For the determination of total polyphenol content (TPC) and total flavonoid content (TFC), the following reagents were used: Folin–Ciocalteu reagent, sodium carbonate, sodium nitrate(V), aluminum chloride, and sodium hydroxide (all a.g., POCH S.A., Gliwice, Poland). Gallic acid (≥98%) and epicatechin (≥98%) were used as calibration standards (Sigma-Aldrich, Buchs, Switzerland).

Antioxidant activity was determined using the DPPH and FRAP methods. For the DPPH assay, 1,1-diphenyl-2-picrylhydrazyl (DPPH, ≥97%) and the reference standard Trolox (6-hydroxy-2,5,7,8-tetramethylchroman-2-carboxylic acid, ≥98%) were used (Sigma-Aldrich, Buchs, Switzerland).
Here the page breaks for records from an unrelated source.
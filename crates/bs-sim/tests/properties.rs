//! Property tests for the averaged plant and its helpers.

use bs_core::{Tolerances, nearly_equal};
use bs_sim::{
    BoostPlant, DriverOptions, Parasitics, PlantParams, PlantState, PropagateOptions,
    operating_point, run_open_loop, steady_state_ic, step_at,
};
use proptest::prelude::*;

fn params_strategy() -> impl Strategy<Value = (f64, f64, f64, f64)> {
    (
        10e-6..1e-3_f64, // L
        100e-6..10e-3_f64, // C
        1.0..50.0_f64, // R
        5.0..100.0_f64, // Vin
    )
}

const FIXED_POINT: Tolerances = Tolerances {
    abs: 0.0,
    rel: 1e-8,
};

proptest! {
    #![proptest_config(ProptestConfig::with_cases(64))]

    #[test]
    fn ideal_equilibrium_is_fixed_point(
        (l, c, r, vin) in params_strategy(),
        duty in 0.1..0.9_f64,
    ) {
        let params = PlantParams::new(l, c, vin, r).unwrap();
        let mut plant = BoostPlant::new(params);
        let (il_eq, vo_eq) = steady_state_ic(vin, r, duty);
        plant.reset((il_eq, vo_eq)).unwrap();

        let traj = run_open_loop(&mut plant, duty, &DriverOptions::new(1e-4, 5e-3).unwrap()).unwrap();
        prop_assert_eq!(traj.len(), 50);
        for s in traj.samples() {
            prop_assert!(nearly_equal(s.il, il_eq, FIXED_POINT), "iL {} vs {}", s.il, il_eq);
            prop_assert!(nearly_equal(s.vo, vo_eq, FIXED_POINT), "vo {} vs {}", s.vo, vo_eq);
        }
    }

    #[test]
    fn split_interval_matches_single_interval(
        (l, c, r, vin) in params_strategy(),
        duty in 0.05..0.95_f64,
        t0 in 0.0..1.0_f64,
        il0 in -10.0..50.0_f64,
        vo0 in 0.0..100.0_f64,
    ) {
        let ts = 1e-4;
        let params = PlantParams::new(l, c, vin, r).unwrap();

        let mut whole = BoostPlant::new(params.clone());
        whole.reset((il0, vo0)).unwrap();
        let (x_whole, _) = whole.propagate(t0, t0 + ts, duty).unwrap();

        let mut split = BoostPlant::new(params);
        split.reset((il0, vo0)).unwrap();
        split.propagate(t0, t0 + ts / 2.0, duty).unwrap();
        let (x_split, _) = split.propagate(t0 + ts / 2.0, t0 + ts, duty).unwrap();

        // RK4 error per sub-step grows as (|lambda| h)^5 times the distance
        // from the fixed point; `w` bounds |lambda| of the ideal plant.
        let w = (1.0 - duty) / (l * c).sqrt() + 1.0 / (r * c);
        let z = w * ts / PropagateOptions::DEFAULT_SUBSTEPS as f64;
        let (il_eq, vo_eq) = steady_state_ic(vin, r, duty);
        let scale = 1.0 + il0.abs() + vo0.abs() + il_eq.abs() + vo_eq.abs();
        let tol = Tolerances {
            abs: (1e-10 + 100.0 * z.powi(5)) * scale,
            rel: 0.0,
        };
        prop_assert!(nearly_equal(x_whole.il, x_split.il, tol), "{:?} vs {:?} (tol {})", x_whole, x_split, tol.abs);
        prop_assert!(nearly_equal(x_whole.vo, x_split.vo, tol), "{:?} vs {:?} (tol {})", x_whole, x_split, tol.abs);
    }

    #[test]
    fn duty_below_limit_behaves_as_d_min(
        (l, c, r, vin) in params_strategy(),
        low in -1.0..0.02_f64,
        high in 0.9800001..2.0_f64,
    ) {
        let params = PlantParams::new(l, c, vin, r).unwrap();
        let run = |duty: f64| -> PlantState {
            let mut plant = BoostPlant::new(params.clone());
            plant.reset((1.0, 10.0)).unwrap();
            plant.propagate(0.0, 1e-4, duty).unwrap().0
        };
        prop_assert_eq!(run(low), run(0.02));
        prop_assert_eq!(run(high), run(0.98));
    }

    #[test]
    fn step_profile_is_piecewise_constant(
        t_drop in 0.0..1.0_f64,
        v_base in 1.0..100.0_f64,
        v_drop in 0.0..100.0_f64,
        t in -1.0..2.0_f64,
    ) {
        let f = step_at(t_drop, v_base, v_drop);
        let expected = if t < t_drop { v_base } else { v_drop };
        prop_assert_eq!(f.evaluate(t), expected);
        // Re-evaluation is stable.
        prop_assert_eq!(f.evaluate(t), f.evaluate(t));
    }

    #[test]
    fn recovery_profile_has_three_regions(
        t_drop in 0.0..1.0_f64,
        width in 1e-3..1.0_f64,
        t in -1.0..3.0_f64,
    ) {
        let t_recover = t_drop + width;
        let f = step_at(t_drop, 24.0, 10.0).with_recovery(t_recover);
        let expected = if t >= t_drop && t < t_recover { 10.0 } else { 24.0 };
        prop_assert_eq!(f.evaluate(t), expected);
    }

    #[test]
    fn parasitics_reduce_settled_output(
        (l, c, r, vin) in params_strategy(),
        duty in 0.1..0.9_f64,
        rl in 0.0..0.5_f64,
        rds in 0.0..0.5_f64,
        vf in 0.0..1.0_f64,
        rf in 0.0..0.5_f64,
        which in 0usize..4,
    ) {
        // Make sure at least one element is strictly positive.
        let mut elems = [rl, rds, vf, rf];
        elems[which] += 1e-3;
        let par = Parasitics::new(elems[0], elems[1], elems[2], elems[3]).unwrap();

        let params = PlantParams::new(l, c, vin, r)
            .unwrap()
            .with_parasitics(par)
            .with_non_ideal(true);
        let lossy = operating_point(&params, vin, duty);
        let (_, vo_ideal) = steady_state_ic(vin, r, duty);
        prop_assert!(lossy.vo < vo_ideal, "{} !< {}", lossy.vo, vo_ideal);

        // The lossy operating point is where the simulated dynamics settle.
        let plant = BoostPlant::new(params);
        let dx = plant.derivative(0.0, &lossy, duty).unwrap();
        prop_assert!(dx.il.abs() * l <= 1e-9 * (1.0 + vin), "L diL/dt = {}", dx.il * l);
        prop_assert!(dx.vo.abs() * c <= 1e-9 * (1.0 + lossy.il.abs()), "C dvo/dt = {}", dx.vo * c);
    }
}
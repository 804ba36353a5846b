use thiserror::Error;

pub type CoreResult<T> = Result<T, CoreError>;

#[derive(Error, Debug, Clone, PartialEq)]
pub enum CoreError {
    #[error("Non-finite numeric value for {what}: {value}")]
    NonFinite { what: &'static str, value: f64 },

    #[error("Value out of range for {what}: {value}")]
    OutOfRange { what: &'static str, value: f64 },

    #[error("Invalid argument: {what}")]
    InvalidArg { what: &'static str },
}
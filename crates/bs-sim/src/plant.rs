//! Two-state averaged boost converter plant.
//!
//! State `x = (iL, vo)`. With duty `d` held over an interval:
//!
//! ```text
//! L diL/dt = Vin(t) - vo (1-d) - [iL rL + d iL rDS + (1-d)(VF + iL RF)]
//! C dvo/dt = iL (1-d) - vo / R
//! ```
//!
//! The bracketed loss term is present only when the parameters are
//! non-ideal.

use bs_core::units::{Current, Power, Voltage, ampere, volt, watt};
use tracing::{debug, trace};

use crate::error::{SimError, SimResult};
use crate::integrator::{Integrator, IntegratorType};
use crate::model::TransientModel;
use crate::parasitics::Parasitics;
use crate::params::PlantParams;

/// Converter state.
///
/// No sign constraint: the averaged model may swing negative under large
/// disturbances.
#[derive(Clone, Copy, Debug, Default, PartialEq)]
pub struct PlantState {
    /// Inductor current (A)
    pub il: f64,
    /// Output voltage (V)
    pub vo: f64,
}

impl PlantState {
    pub fn new(il: f64, vo: f64) -> Self {
        Self { il, vo }
    }

    pub fn is_finite(&self) -> bool {
        self.il.is_finite() && self.vo.is_finite()
    }

    pub fn as_tuple(&self) -> (f64, f64) {
        (self.il, self.vo)
    }
}

impl From<(f64, f64)> for PlantState {
    fn from((il, vo): (f64, f64)) -> Self {
        Self { il, vo }
    }
}

/// Output of one propagation interval, taken at its end.
#[derive(Clone, Copy, Debug, PartialEq)]
pub struct PlantOutput {
    /// Output voltage (V)
    pub vo: f64,
    /// Inductor current (A)
    pub il: f64,
    /// Input voltage at the end of the interval (V)
    pub vin: f64,
    /// Duty actually applied after saturation
    pub duty: f64,
    /// Whether the requested duty was outside the limits
    pub duty_saturated: bool,
    /// `Vin * iL` (W)
    pub input_power_w: f64,
    /// `vo^2 / R` (W)
    pub output_power_w: f64,
}

impl PlantOutput {
    pub fn output_voltage(&self) -> Voltage {
        volt(self.vo)
    }

    pub fn inductor_current(&self) -> Current {
        ampere(self.il)
    }

    pub fn input_power(&self) -> Power {
        watt(self.input_power_w)
    }

    pub fn output_power(&self) -> Power {
        watt(self.output_power_w)
    }

    /// `P_out / P_in`, when power is flowing in.
    pub fn efficiency(&self) -> Option<f64> {
        (self.input_power_w > 0.0).then(|| self.output_power_w / self.input_power_w)
    }
}

/// Numerical options for [`BoostPlant::propagate`].
#[derive(Clone, Copy, Debug, PartialEq)]
pub struct PropagateOptions {
    /// Integration scheme used for each sub-step
    pub integrator: IntegratorType,
    /// Equal sub-steps per propagation interval (>= 1)
    pub substeps: usize,
}

impl PropagateOptions {
    pub const DEFAULT_SUBSTEPS: usize = 20;
}

impl Default for PropagateOptions {
    fn default() -> Self {
        Self {
            integrator: IntegratorType::RK4,
            substeps: Self::DEFAULT_SUBSTEPS,
        }
    }
}

/// Averaged dynamics with a fixed, already-saturated duty.
struct BoostDynamics<'a> {
    params: &'a PlantParams,
    parasitics: Parasitics,
    duty: f64,
}

impl BoostDynamics<'_> {
    fn derivative(&self, vin: f64, x: &PlantState) -> PlantState {
        let off = 1.0 - self.duty;
        let loss = self.parasitics.voltage_drop(x.il, self.duty);
        PlantState {
            il: (vin - loss - x.vo * off) / self.params.inductance_h(),
            vo: (x.il * off - x.vo / self.params.load_ohm()) / self.params.capacitance_f(),
        }
    }
}

impl TransientModel for BoostDynamics<'_> {
    type State = PlantState;

    fn rhs(&self, t: f64, x: &PlantState) -> SimResult<PlantState> {
        let vin = self.params.vin().evaluate(t)?;
        Ok(self.derivative(vin, x))
    }

    fn add(&self, a: &PlantState, b: &PlantState) -> PlantState {
        PlantState {
            il: a.il + b.il,
            vo: a.vo + b.vo,
        }
    }

    fn scale(&self, a: &PlantState, scale: f64) -> PlantState {
        PlantState {
            il: a.il * scale,
            vo: a.vo * scale,
        }
    }
}

/// Averaged boost converter plant owning its state.
///
/// The duty cycle is always an argument of [`propagate`](Self::propagate),
/// never plant state, so any command source can drive it.
#[derive(Clone, Debug)]
pub struct BoostPlant {
    params: PlantParams,
    options: PropagateOptions,
    state: PlantState,
}

impl BoostPlant {
    /// Create a plant at zero state with default numerical options.
    pub fn new(params: PlantParams) -> Self {
        Self {
            params,
            options: PropagateOptions::default(),
            state: PlantState::default(),
        }
    }

    /// Create a plant with explicit numerical options.
    pub fn with_options(params: PlantParams, options: PropagateOptions) -> SimResult<Self> {
        if options.substeps == 0 {
            return Err(SimError::InvalidParameter {
                what: "substeps must be at least 1",
            });
        }
        Ok(Self {
            params,
            options,
            state: PlantState::default(),
        })
    }

    pub fn params(&self) -> &PlantParams {
        &self.params
    }

    pub fn options(&self) -> PropagateOptions {
        self.options
    }

    pub fn state(&self) -> PlantState {
        self.state
    }

    /// Overwrite the state.
    ///
    /// # Errors
    /// `InvalidArg` if either component is non-finite; the state is left
    /// unchanged.
    pub fn reset(&mut self, x0: impl Into<PlantState>) -> SimResult<()> {
        let x0 = x0.into();
        if !x0.is_finite() {
            return Err(SimError::InvalidArg {
                what: "reset state must be finite",
            });
        }
        self.state = x0;
        Ok(())
    }

    /// State derivative at `t` for a given state and duty (duty is saturated
    /// first).
    pub fn derivative(&self, t: f64, x: &PlantState, duty: f64) -> SimResult<PlantState> {
        self.dynamics(self.params.duty_limits().clamp(duty)).rhs(t, x)
    }

    /// Advance the state from `t0` to `t1` with `duty` held constant.
    ///
    /// `duty` is saturated into the plant's duty limits; an out-of-range
    /// value is not an error. The interval is split into
    /// `options.substeps` equal integration steps and the source is
    /// evaluated at every stage of every step.
    ///
    /// # Errors
    /// - `InvalidArg` if `t1 <= t0`, a bound is non-finite, or `duty` is NaN
    /// - `ModelEvaluation` if the source yields a non-finite value
    /// - `Diverged` if the integrated state is non-finite
    ///
    /// On error the state is not modified.
    pub fn propagate(
        &mut self,
        t0: f64,
        t1: f64,
        duty: f64,
    ) -> SimResult<(PlantState, PlantOutput)> {
        if !(t0.is_finite() && t1.is_finite()) || t1 <= t0 {
            return Err(SimError::InvalidArg {
                what: "propagate requires finite t0 < t1",
            });
        }
        if duty.is_nan() {
            return Err(SimError::InvalidArg {
                what: "duty must not be NaN",
            });
        }

        let applied = self.params.duty_limits().clamp(duty);
        let duty_saturated = applied != duty;
        if duty_saturated {
            debug!(requested = duty, applied, "duty saturated");
        }

        let dynamics = self.dynamics(applied);
        let n = self.options.substeps;
        let h = (t1 - t0) / n as f64;
        let mut x = self.state;
        for k in 0..n {
            let t = t0 + k as f64 * h;
            x = self.options.integrator.step(&dynamics, t, &x, h)?;
        }
        if !x.is_finite() {
            return Err(SimError::Diverged { t0, t1 });
        }

        let vin = self.params.vin().evaluate(t1)?;
        let output = PlantOutput {
            vo: x.vo,
            il: x.il,
            vin,
            duty: applied,
            duty_saturated,
            input_power_w: vin * x.il,
            output_power_w: x.vo * x.vo / self.params.load_ohm(),
        };

        trace!(t0, t1, il = x.il, vo = x.vo, "propagated");
        self.state = x;
        Ok((x, output))
    }

    fn dynamics(&self, duty: f64) -> BoostDynamics<'_> {
        BoostDynamics {
            params: &self.params,
            parasitics: self.params.active_parasitics(),
            duty,
        }
    }
}
//! Condensed view of a trajectory.

use bs_core::units::{Current, Time, Voltage, ampere, s, volt};
use bs_sim::Trajectory;

#[derive(Debug, Clone, PartialEq)]
pub struct TrajectorySummary {
    pub sample_count: usize,
    pub t_end_s: f64,
    pub final_il: f64,
    pub final_vo: f64,
    pub vo_min: f64,
    pub vo_max: f64,
    pub il_min: f64,
    pub il_max: f64,
}

impl TrajectorySummary {
    /// `None` for an empty trajectory.
    pub fn from_trajectory(traj: &Trajectory) -> Option<Self> {
        let last = traj.last()?;
        let (vo_min, vo_max) = min_max(&traj.vo);
        let (il_min, il_max) = min_max(&traj.il);
        Some(Self {
            sample_count: traj.len(),
            t_end_s: last.t,
            final_il: last.il,
            final_vo: last.vo,
            vo_min,
            vo_max,
            il_min,
            il_max,
        })
    }

    pub fn t_end(&self) -> Time {
        s(self.t_end_s)
    }

    pub fn final_output_voltage(&self) -> Voltage {
        volt(self.final_vo)
    }

    pub fn final_inductor_current(&self) -> Current {
        ampere(self.final_il)
    }

    /// Peak output voltage above the final value.
    pub fn overshoot_v(&self) -> f64 {
        (self.vo_max - self.final_vo).max(0.0)
    }
}

fn min_max(values: &[f64]) -> (f64, f64) {
    values
        .iter()
        .fold((f64::INFINITY, f64::NEG_INFINITY), |(lo, hi), &v| {
            (lo.min(v), hi.max(v))
        })
}

#[cfg(test)]
mod tests {
    use super::*;

    fn traj() -> Trajectory {
        Trajectory {
            t: vec![0.1, 0.2, 0.3],
            il: vec![1.0, 3.0, 2.0],
            vo: vec![40.0, 55.0, 50.0],
        }
    }

    #[test]
    fn summarizes_extrema_and_final_values() {
        let summary = TrajectorySummary::from_trajectory(&traj()).unwrap();
        assert_eq!(summary.sample_count, 3);
        assert_eq!(summary.t_end_s, 0.3);
        assert_eq!(summary.final_il, 2.0);
        assert_eq!(summary.final_vo, 50.0);
        assert_eq!((summary.vo_min, summary.vo_max), (40.0, 55.0));
        assert_eq!((summary.il_min, summary.il_max), (1.0, 3.0));
        assert_eq!(summary.overshoot_v(), 5.0);
    }

    #[test]
    fn empty_trajectory_has_no_summary() {
        assert!(TrajectorySummary::from_trajectory(&Trajectory::default()).is_none());
    }
}
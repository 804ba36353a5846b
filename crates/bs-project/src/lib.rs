//! bs-project: simulation configuration file format and validation.

pub mod schema;
pub mod validate;

pub use schema::*;
pub use validate::{ValidationError, validate_config};

pub type ProjectResult<T> = Result<T, ProjectError>;

#[derive(thiserror::Error, Debug)]
pub enum ProjectError {
    #[error("Validation error: {0}")]
    Validation(#[from] ValidationError),

    #[error("Unsupported config format: {path}")]
    UnknownFormat { path: String },

    #[error("I/O error: {0}")]
    Io(#[from] std::io::Error),

    #[error("YAML error: {0}")]
    Yaml(#[from] serde_yaml::Error),

    #[error("JSON error: {0}")]
    Json(#[from] serde_json::Error),
}

pub fn from_yaml_str(content: &str) -> ProjectResult<SimConfig> {
    let config: SimConfig = serde_yaml::from_str(content)?;
    validate_config(&config)?;
    Ok(config)
}

pub fn to_yaml_string(config: &SimConfig) -> ProjectResult<String> {
    validate_config(config)?;
    Ok(serde_yaml::to_string(config)?)
}

pub fn from_json_str(content: &str) -> ProjectResult<SimConfig> {
    let config: SimConfig = serde_json::from_str(content)?;
    validate_config(&config)?;
    Ok(config)
}

pub fn load_yaml(path: &std::path::Path) -> ProjectResult<SimConfig> {
    let content = std::fs::read_to_string(path)?;
    from_yaml_str(&content)
}

pub fn save_yaml(path: &std::path::Path, config: &SimConfig) -> ProjectResult<()> {
    let content = to_yaml_string(config)?;
    std::fs::write(path, content)?;
    Ok(())
}

pub fn load_json(path: &std::path::Path) -> ProjectResult<SimConfig> {
    let content = std::fs::read_to_string(path)?;
    from_json_str(&content)
}

pub fn save_json(path: &std::path::Path, config: &SimConfig) -> ProjectResult<()> {
    validate_config(config)?;
    let content = serde_json::to_string_pretty(config)?;
    std::fs::write(path, content)?;
    Ok(())
}

/// Load by file extension: `.yaml`/`.yml` or `.json`.
pub fn load(path: &std::path::Path) -> ProjectResult<SimConfig> {
    match path.extension().and_then(|e| e.to_str()) {
        Some("yaml") | Some("yml") => load_yaml(path),
        Some("json") => load_json(path),
        _ => Err(ProjectError::UnknownFormat {
            path: path.display().to_string(),
        }),
    }
}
For the FRAP assay, 2,4,6-tripyridyl-s-triazine (TPTZ, ≥98%), iron(III) chloride hexahydrate (FeCl3·6H2O, ≥99%), and acetate buffer components were applied (Sigma-Aldrich, Buchs, Switzerland).

For essential oil analyses and preparation of samples for chromatographic analyses, acetone, xylene, and hexane (a.g., POCH S.A., Gliwice, Poland), anhydrous sodium sulfate (a.g., Chempur, Piekary Śląskie, Poland), as well as n-alkane retention index standards: dodecane and nonadecane (≥99%, Sigma-Aldrich, Buchs, Switzerland) were used.

All aqueous solutions were prepared immediately before use using distilled water.

3.3. Extraction

A classical extraction procedure corresponding to the process of preparing tea infusions according to the PN-ISO 3103 standard [3] was applied, with modifications in terms of solvent type and temperature. For this purpose, 2 g of plant material were weighed into a 150 mL beaker and poured with 100 mL of an appropriate solvent. In the case of water, 65% and 50% aqueous glycerol solutions, oil, and nanowater, initial extraction temperatures of 50 °C, 80 °C, and 100 °C were used, whereas for 50% ethanol, a temperature of 50 °C and room temperature were applied. Subsequently, the individual systems were subjected to gentle mixing at 130 rpm (IST-3075R shaker, Jeio Tech, Daejeon, Republic of Korea). Thus, the extraction experiments were performed at a plant material-to-solvent ratio of 1:50 (w/v) in 150 mL glass beakers under gentle agitation, and all extraction variants were carried out in three independent replicates. For the determination of essential oil content in the extracts, the mass of the raw material and the volume of the solvent were increased tenfold.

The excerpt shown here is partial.